* [ACTIVITY] Each entry must be written out again exactly as it stands.

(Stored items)
#####

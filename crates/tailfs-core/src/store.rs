//! Flat backing storage, one unit per regular file.
//!
//! Units live at `<backing_root>/inode_<id>` and only ever grow. The store
//! is stateless; sizes and locking live with the inode table. On a fault
//! mid-append the caller learns exactly how many bytes reached the unit so
//! the recorded size can stay truthful.

use std::fs::{self, File, OpenOptions};
use std::io::{self, Read, Seek, SeekFrom, Write};
use std::path::{Path, PathBuf};

use tracing::debug;

use crate::error::FsResult;
use crate::types::InodeId;

/// Zero-fill chunk size for sparse gaps.
const ZERO_CHUNK: usize = 4096;

/// Outcome of an append against one unit.
#[derive(Debug)]
pub struct AppendOutcome {
    /// Zero-fill plus payload bytes that reached the unit.
    pub committed: u64,
    /// The error that stopped the append, or None on full success.
    pub fault: Option<io::Error>,
}

impl AppendOutcome {
    fn fault(committed: u64, err: io::Error) -> Self {
        Self {
            committed,
            fault: Some(err),
        }
    }
}

/// Backing-unit storage rooted at one directory.
#[derive(Debug, Clone)]
pub struct BackingStore {
    root: PathBuf,
}

impl BackingStore {
    pub fn new(root: impl Into<PathBuf>) -> Self {
        Self { root: root.into() }
    }

    pub fn root(&self) -> &Path {
        &self.root
    }

    /// Create the backing root directory if it is missing.
    pub fn ensure_root(&self) -> FsResult<()> {
        fs::create_dir_all(&self.root)?;
        Ok(())
    }

    /// Deterministic unit path for an inode id.
    pub fn locator(&self, id: InodeId) -> PathBuf {
        self.root.join(format!("inode_{id}"))
    }

    /// Create the unit for a fresh inode, truncating any stale unit a
    /// previous process left at the same locator.
    pub fn create_unit(&self, id: InodeId) -> FsResult<()> {
        File::create(self.locator(id))?;
        debug!(ino = id.as_u64(), "created backing unit");
        Ok(())
    }

    /// Remove a unit. Missing units are fine: directories never had one.
    pub fn remove_unit(&self, id: InodeId) -> FsResult<()> {
        match fs::remove_file(self.locator(id)) {
            Ok(()) => {
                debug!(ino = id.as_u64(), "removed backing unit");
                Ok(())
            }
            Err(e) if e.kind() == io::ErrorKind::NotFound => Ok(()),
            Err(e) => Err(e.into()),
        }
    }

    /// Read up to `len` bytes starting at `offset`. The caller clips `len`
    /// to the recorded size; the unit is never longer than that.
    pub fn read_at(&self, id: InodeId, offset: u64, len: usize) -> FsResult<Vec<u8>> {
        let mut file = File::open(self.locator(id))?;
        file.seek(SeekFrom::Start(offset))?;
        let mut buf = Vec::with_capacity(len);
        file.take(len as u64).read_to_end(&mut buf)?;
        Ok(buf)
    }

    /// Append `gap` zero bytes then `data` to the end of the unit.
    ///
    /// Never returns early with an untracked byte: `committed` counts
    /// exactly what was written before any fault.
    pub fn append(&self, id: InodeId, gap: u64, data: &[u8]) -> AppendOutcome {
        let mut file = match OpenOptions::new().append(true).open(self.locator(id)) {
            Ok(f) => f,
            Err(e) => return AppendOutcome::fault(0, e),
        };

        let mut committed = 0u64;

        let zeros = [0u8; ZERO_CHUNK];
        let mut gap_left = gap;
        while gap_left > 0 {
            let chunk = gap_left.min(ZERO_CHUNK as u64) as usize;
            match file.write(&zeros[..chunk]) {
                Ok(0) => return AppendOutcome::fault(committed, short_write()),
                Ok(n) => {
                    committed += n as u64;
                    gap_left -= n as u64;
                }
                Err(e) if e.kind() == io::ErrorKind::Interrupted => {}
                Err(e) => return AppendOutcome::fault(committed, e),
            }
        }

        let mut written = 0usize;
        while written < data.len() {
            match file.write(&data[written..]) {
                Ok(0) => return AppendOutcome::fault(committed, short_write()),
                Ok(n) => {
                    written += n;
                    committed += n as u64;
                }
                Err(e) if e.kind() == io::ErrorKind::Interrupted => {}
                Err(e) => return AppendOutcome::fault(committed, e),
            }
        }

        AppendOutcome {
            committed,
            fault: None,
        }
    }
}

fn short_write() -> io::Error {
    io::Error::new(io::ErrorKind::WriteZero, "short write to backing unit")
}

#####

* [OUTPUT FOR THIS EXERCISE]
filename crates/tailfs-core/src/store.rs
//! Flat backing storage, one unit per regular file.
//!
//! Units live at `<backing_root>/inode_<id>` and only ever grow. The store
//! is stateless; sizes and locking live with the inode table. On a fault
//! mid-append the caller learns exactly how many bytes reached the unit so
//! the recorded size can stay truthful.

use std::fs::{self, File, OpenOptions};
use std::io::{self, Read, Seek, SeekFrom, Write};
use std::path::{Path, PathBuf};

use tracing::debug;

use crate::error::FsResult;
use crate::types::InodeId;

/// Zero-fill chunk size for sparse gaps.
const ZERO_CHUNK: usize = 4096;

/// Outcome of an append against one unit.
#[derive(Debug)]
pub struct AppendOutcome {
    /// Zero-fill plus payload bytes that reached the unit.
    pub committed: u64,
    /// The error that stopped the append, or None on full success.
    pub fault: Option<io::Error>,
}

impl AppendOutcome {
    fn fault(committed: u64, err: io::Error) -> Self {
        Self {
            committed,
            fault: Some(err),
        }
    }
}

/// Backing-unit storage rooted at one directory.
#[derive(Debug, Clone)]
pub struct BackingStore {
    root: PathBuf,
}

impl BackingStore {
    pub fn new(root: impl Into<PathBuf>) -> Self {
        Self { root: root.into() }
    }

    pub fn root(&self) -> &Path {
        &self.root
    }

    /// Create the backing root directory if it is missing.
    pub fn ensure_root(&self) -> FsResult<()> {
        fs::create_dir_all(&self.root)?;
        Ok(())
    }

    /// Deterministic unit path for an inode id.
    pub fn locator(&self, id: InodeId) -> PathBuf {
        self.root.join(format!("inode_{id}"))
    }

    /// Create the unit for a fresh inode, truncating any stale unit a
    /// previous process left at the same locator.
    pub fn create_unit(&self, id: InodeId) -> FsResult<()> {
        File::create(self.locator(id))?;
        debug!(ino = id.as_u64(), "created backing unit");
        Ok(())
    }

    /// Remove a unit. Missing units are fine: directories never had one.
    pub fn remove_unit(&self, id: InodeId) -> FsResult<()> {
        match fs::remove_file(self.locator(id)) {
            Ok(()) => {
                debug!(ino = id.as_u64(), "removed backing unit");
                Ok(())
            }
            Err(e) if e.kind() == io::ErrorKind::NotFound => Ok(()),
            Err(e) => Err(e.into()),
        }
    }

    /// Read up to `len` bytes starting at `offset`. The caller clips `len`
    /// to the recorded size; the unit is never longer than that.
    pub fn read_at(&self, id: InodeId, offset: u64, len: usize) -> FsResult<Vec<u8>> {
        let mut file = File::open(self.locator(id))?;
        file.seek(SeekFrom::Start(offset))?;
        let mut buf = Vec::with_capacity(len);
        file.take(len as u64).read_to_end(&mut buf)?;
        Ok(buf)
    }

    /// Append `gap` zero bytes then `data` to the end of the unit.
    ///
    /// Never returns early with an untracked byte: `committed` counts
    /// exactly what was written before any fault.
    pub fn append(&self, id: InodeId, gap: u64, data: &[u8]) -> AppendOutcome {
        let mut file = match OpenOptions::new().append(true).open(self.locator(id)) {
            Ok(f) => f,
            Err(e) => return AppendOutcome::fault(0, e),
        };

        let mut committed = 0u64;

        let zeros = [0u8; ZERO_CHUNK];
        let mut gap_left = gap;
        while gap_left > 0 {
            let chunk = gap_left.min(ZERO_CHUNK as u64) as usize;
            match file.write(&zeros[..chunk]) {
                Ok(0) => return AppendOutcome::fault(committed, short_write()),
                Ok(n) => {
                    committed += n as u64;
                    gap_left -= n as u64;
                }
                Err(e) if e.kind() == io::ErrorKind::Interrupted => {}
                Err(e) => return AppendOutcome::fault(committed, e),
            }
        }

        let mut written = 0usize;
        while written < data.len() {
            match file.write(&data[written..]) {
                Ok(0) => return AppendOutcome::fault(committed, short_write()),
                Ok(n) => {
                    written += n;
                    committed += n as u64;
                }
                Err(e) if e.kind() == io::ErrorKind::Interrupted => {}
                Err(e) => return AppendOutcome::fault(committed, e),
            }
        }

        AppendOutcome {
            committed,
            fault: None,
        }
    }
}

fn short_write() -> io::Error {
    io::Error::new(io::ErrorKind::WriteZero, "short write to backing unit")
}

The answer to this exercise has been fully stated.